What seems to be the case, however is that in 2022, bid prices of Beatrice didn't continue to follow the wholesale prices, instead they are capped at the -56.48 £/MWh level. If we put a ceiling on the wholesale price chart at £175.47, the two become very similar. This means, that Beatrice priced its bids without taking into acount the repayment to LCCC: were they to generate in these periods of high electricity prices, they would have had to make payments to LCCC. This is one of the extreme cases, where a generator is better off not generating: this however wasn't factored into the bid prices, hence Beatrice making a sizable profit through being curtailed.
Figure 7: Beatrice bid prices and the system price
As we can see, this behaviour was indeed restricted to 2022; the wholesale price peak of early 2025 is followed on the bid price chart by a peak of (positive!) bid prices well above the 2022 ceiling of -56.48 £/MWh. Beatrice has agreed to make a payment of £33.4 million to Ofgem's consumer redress fund, and we can see on figure 1, that it has dropped from 2nd place in 2022 with £33 million made through being curtailed to 70th place with only £0.6 million made the same way in 2025.
Is it only Contracts for Difference then?
Clearly not - currently only 29 wind farms fall under Contracts for Difference [12], and there are other schemes, such as Renewable Obligation, and wind farms can also be unsubsidised.

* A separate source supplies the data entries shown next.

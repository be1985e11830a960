use clap::Parser;
use tvheat::boundary::BoundaryKind;
use tvheat::build_info;
use tvheat::config::*;
use tvheat::initial_conditions::ClapICType;
use tvheat::report::*;
use tvheat::solver::*;

/// tvheat time varying heat stencil executable
#[derive(Parser, Debug)]
#[command(version, about, long_about = None)]
pub struct Args {
    /// Start from the configuration of one of the benchmark runs.
    /// Other options override its values.
    #[arg(long)]
    pub preset: Option<Preset>,

    /// Domain size, assume square
    #[arg(short, long)]
    pub domain_size: Option<usize>,

    /// Total timesteps.
    #[arg(long)]
    pub steps: Option<usize>,

    #[arg(short, long)]
    pub boundary: Option<BoundaryKind>,

    #[arg(short, long, default_value = "tiled")]
    pub mode: ExecutionMode,

    /// Run both solvers from the same initial grid and compare them.
    #[arg(long, conflicts_with = "mode")]
    pub compare: bool,

    /// Outer tile size, the unit of parallel work.
    #[arg(long)]
    pub block_size: Option<usize>,

    /// Column sub-tile size, 2D only.
    #[arg(long)]
    pub inner_block_size: Option<usize>,

    /// The number of threads to use, defaults to rayon's choice.
    #[arg(short, long)]
    pub threads: Option<usize>,

    #[arg(long, default_value = "42")]
    pub seed: u64,

    /// Initial values are integers in [0, base).
    #[arg(long, default_value = "1024")]
    pub base: u32,

    /// Time varying coefficient is exp(-decay_rate * t).
    #[arg(long)]
    pub decay_rate: Option<f64>,

    /// Initial condition of generation 0.
    #[arg(long, default_value = "rand")]
    pub ic_type: ClapICType,

    /// Variance of the impulse initial condition.
    #[arg(long, default_value = "25.0")]
    pub ic_dial: f64,

    /// Directory for output files, will be created.
    #[arg(short, long)]
    pub output_dir: Option<std::path::PathBuf>,

    /// Write out images, WARNING: we do not check image size, so be reasonable.
    #[arg(short, long, requires("output_dir"))]
    pub write_images: bool,

    /// How many images to output.
    #[arg(short, long, default_value = "16")]
    pub images: usize,

    /// Print build information and quit
    #[arg(long)]
    pub build_info: bool,
}

impl Args {
    pub fn cli_setup(name: &str) -> Result<Self, Box<dyn std::error::Error>> {
        let args = Args::parse();

        if args.build_info {
            build_info::print_report(name);
            std::process::exit(0);
        }

        env_logger::Builder::from_env(
            env_logger::Env::default().default_filter_or("info"),
        )
        .init();
        log::info!("{}: {}", name, build_info::GIT_DESCRIBE);

        if let Some(output_dir) = &args.output_dir {
            std::fs::create_dir_all(output_dir)?;
        }

        Ok(args)
    }

    /// Preset or default sizes for `grid_dimension`, then overrides.
    pub fn config(
        &self,
        grid_dimension: usize,
    ) -> Result<SolverConfig, Box<dyn std::error::Error>> {
        let mut config = match self.preset {
            Some(preset) if preset.grid_dimension() != grid_dimension => {
                return Err(format!(
                    "preset {:?} is not a {}D run",
                    preset, grid_dimension
                )
                .into());
            }
            Some(preset) => preset.config(),
            None if grid_dimension == 1 => SolverConfig::new_1d(4096, 1000),
            None => SolverConfig::new_2d(512, 100),
        };
        if let Some(n) = self.domain_size {
            config.extent = n;
        }
        if let Some(steps) = self.steps {
            config.steps = steps;
        }
        if let Some(boundary) = self.boundary {
            config.boundary = boundary;
        }
        if let Some(block_size) = self.block_size {
            config.block_size = block_size;
        }
        if let Some(inner_block_size) = self.inner_block_size {
            config.inner_block_size = inner_block_size;
        }
        if let Some(decay_rate) = self.decay_rate {
            config.decay_rate = decay_rate;
        }
        config.threads = self.threads;
        config.seed = self.seed;
        config.base = self.base;
        let ic = self.ic_type.to_ic_type(self.seed, self.base, self.ic_dial);
        config = config.with_initial_condition(ic);
        config.validate()?;
        Ok(config)
    }

    /// Frames after the initial one, spread evenly over the run.
    pub fn frames(&self) -> usize {
        self.images.max(1)
    }

    pub fn output_path(&self, file_name: &str) -> Option<std::path::PathBuf> {
        self.output_dir.as_ref().map(|dir| dir.join(file_name))
    }

    pub fn modes(&self) -> Vec<ExecutionMode> {
        if self.compare {
            vec![ExecutionMode::Naive, ExecutionMode::Tiled]
        } else {
            vec![self.mode]
        }
    }
}

/// Keeps the profiling server alive for the whole run.
#[cfg(feature = "profile-with-puffin")]
pub fn start_profiling(
) -> Result<puffin_http::Server, Box<dyn std::error::Error>> {
    let server_addr = format!("127.0.0.1:{}", puffin_http::DEFAULT_PORT);
    log::info!("Run this to view profiling data:  puffin_viewer {server_addr}");
    let server = puffin_http::Server::new(&server_addr)?;
    profiling::puffin::set_scopes_on(true);
    Ok(server)
}

pub fn log_run(
    mode: ExecutionMode,
    config: &SolverConfig,
    cells: usize,
    flops_per_cell: usize,
    timing: &RunTiming,
    verification: &Verification,
) {
    log::info!(
        "{} | n: {} | steps: {} | boundary: {} | time: {:.5}s | mflops: {:.1}",
        mode,
        config.extent,
        timing.steps,
        config.boundary,
        timing.elapsed().as_secs_f64(),
        timing.mflops(cells, flops_per_cell)
    );
    log::info!("{} | {}", mode, verification);
}

/// Largest relative difference between two grids.
pub fn max_relative_error(expected: &[f64], actual: &[f64]) -> f64 {
    expected
        .iter()
        .zip(actual)
        .map(|(e, a)| (e - a).abs() / e.abs().max(f64::MIN_POSITIVE))
        .fold(0.0, f64::max)
}

/// Fail when two runs differ by more than floating point noise.
pub fn check_compare(
    expected: &[f64],
    actual: &[f64],
) -> Result<(), Box<dyn std::error::Error>> {
    let error = max_relative_error(expected, actual);
    log::info!("compare | max relative error: {:e}", error);
    if error > 1e-9 {
        let message = format!("solvers disagree, relative error {:e}", error);
        return Err(message.into());
    }
    Ok(())
}
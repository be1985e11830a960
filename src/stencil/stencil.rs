use crate::util::*;

/// Time varying coefficient of the heat stencil, `exp(-rate * t)`.
#[inline]
pub fn decay(rate: f64, global_time: usize) -> f64 {
    (-rate * global_time as f64).exp()
}

/// Weights of one timestep.
/// Every neighbor shares `neighbor`, the cell itself gets `center`.
#[derive(Copy, Clone, Debug, PartialEq)]
pub struct HeatWeights {
    pub neighbor: f64,
    pub center: f64,
}

impl HeatWeights {
    /// Sum of all weights for a stencil with `neighbors` neighbors.
    pub fn total(&self, neighbors: usize) -> f64 {
        self.neighbor * neighbors as f64 + self.center
    }
}

/// Explicit heat stencil over the direct neighbors of a cell,
/// whose weights decay with the global timestep.
///
/// For coefficient `c = decay(rate, t)` each of the `2 * GRID_DIMENSION`
/// neighbors is weighted `c / (2 * GRID_DIMENSION)` and the center
/// `1 - c`. For `rate >= 0` the weights are non-negative and sum to one.
#[derive(Clone, Debug)]
pub struct HeatStencil<const GRID_DIMENSION: usize> {
    decay_rate: f64,
    offsets: Vec<Coord<GRID_DIMENSION>>,
}

impl<const GRID_DIMENSION: usize> HeatStencil<GRID_DIMENSION> {
    /// Offsets are ordered `-e_0, +e_0, -e_1, +e_1, ...`,
    /// solvers accumulate neighbors in this order.
    pub fn new(decay_rate: f64) -> Self {
        let mut offsets = Vec::with_capacity(2 * GRID_DIMENSION);
        for d in 0..GRID_DIMENSION {
            for step in [-1, 1] {
                let mut offset = Coord::zero();
                offset[d] = step;
                offsets.push(offset);
            }
        }
        HeatStencil {
            decay_rate,
            offsets,
        }
    }

    pub fn decay_rate(&self) -> f64 {
        self.decay_rate
    }

    pub fn offsets(&self) -> &[Coord<GRID_DIMENSION>] {
        &self.offsets
    }

    pub fn weights(&self, global_time: usize) -> HeatWeights {
        let c = decay(self.decay_rate, global_time);
        HeatWeights {
            neighbor: c / self.offsets.len() as f64,
            center: 1.0 - c,
        }
    }

    /// Multiplies and adds spent on one cell update.
    pub fn flops_per_cell(&self) -> usize {
        2 * self.offsets.len() + 1
    }

    /// Apply the weights to gathered neighbor values.
    /// `args` follows `offsets()` order.
    #[inline]
    pub fn apply(
        &self,
        weights: &HeatWeights,
        args: &[f64],
        center: f64,
    ) -> f64 {
        debug_assert_eq!(args.len(), self.offsets.len());
        let mut args_iter = args.iter();
        let first = args_iter.next().map_or(0.0, |a| weights.neighbor * a);
        args_iter.fold(first, |acc, a| acc + weights.neighbor * a)
            + weights.center * center
    }
}

#[cfg(test)]
mod unit_tests {
    use super::*;
    use float_cmp::assert_approx_eq;

    #[test]
    fn decay_test() {
        assert_approx_eq!(f64, decay(0.01, 0), 1.0);
        assert_approx_eq!(f64, decay(0.01, 100), (-1.0f64).exp(), ulps = 2);
        assert_approx_eq!(f64, decay(0.0, 12345), 1.0);
    }

    #[test]
    fn offsets_test() {
        let s = HeatStencil::<1>::new(0.01);
        assert_eq!(s.offsets(), &[vector![-1], vector![1]]);

        let s = HeatStencil::<2>::new(0.001);
        assert_eq!(
            s.offsets(),
            &[vector![-1, 0], vector![1, 0], vector![0, -1], vector![0, 1]]
        );
    }

    #[test]
    fn weights_test() {
        {
            let s = HeatStencil::<1>::new(0.01);
            let w = s.weights(0);
            assert_approx_eq!(f64, w.neighbor, 0.5);
            assert_approx_eq!(f64, w.center, 0.0);
            for t in [1, 10, 1000, 100000] {
                let w = s.weights(t);
                assert!(w.neighbor >= 0.0 && w.center >= 0.0);
                assert_approx_eq!(f64, w.total(2), 1.0, ulps = 4);
            }
        }

        {
            let s = HeatStencil::<2>::new(0.001);
            let w = s.weights(0);
            assert_approx_eq!(f64, w.neighbor, 0.25);
            assert_approx_eq!(f64, w.center, 0.0);
            let w = s.weights(500);
            assert_approx_eq!(f64, w.neighbor, (-0.5f64).exp() / 4.0);
            assert_approx_eq!(f64, w.total(4), 1.0, ulps = 4);
        }
    }

    #[test]
    fn apply_test() {
        let s = HeatStencil::<1>::new(0.01);
        let w = s.weights(0);
        assert_approx_eq!(f64, s.apply(&w, &[2.0, 4.0], 100.0), 3.0);

        let w = HeatWeights {
            neighbor: 0.25,
            center: 0.5,
        };
        assert_approx_eq!(f64, s.apply(&w, &[2.0, 4.0], 10.0), 6.5);
        assert_eq!(s.flops_per_cell(), 5);
        assert_eq!(HeatStencil::<2>::new(0.1).flops_per_cell(), 9);
    }
}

Renewable Obligations: even though the scheme was closed in 2017 and replaced by CfD, a large part of existing renewable generators (including wind) still fall under it. The RO was a more complex scheme that involved both suppliers and generators. Under the RO, generators are given certificates (or ROCs) and a 'multiplier' on their generation based on the technology (e.g. offshore wind gets 2.0 ROCs, onshore wind gets 0.9 ROC). Suppliers that get their energy from these generators, need to present a specified number of ROCs to Ofgem. If they do not meet their obligation, they need to pay into buy-out fund at a specified price. ROCs can be traded as well, creating a market. Eventually these costs are indirectly passed onto the consumers of suppliers that could not meet their obligations. [13] Given their complexity, and the fact that these contracts have been replaced in 2017, they are outside the scope of this post.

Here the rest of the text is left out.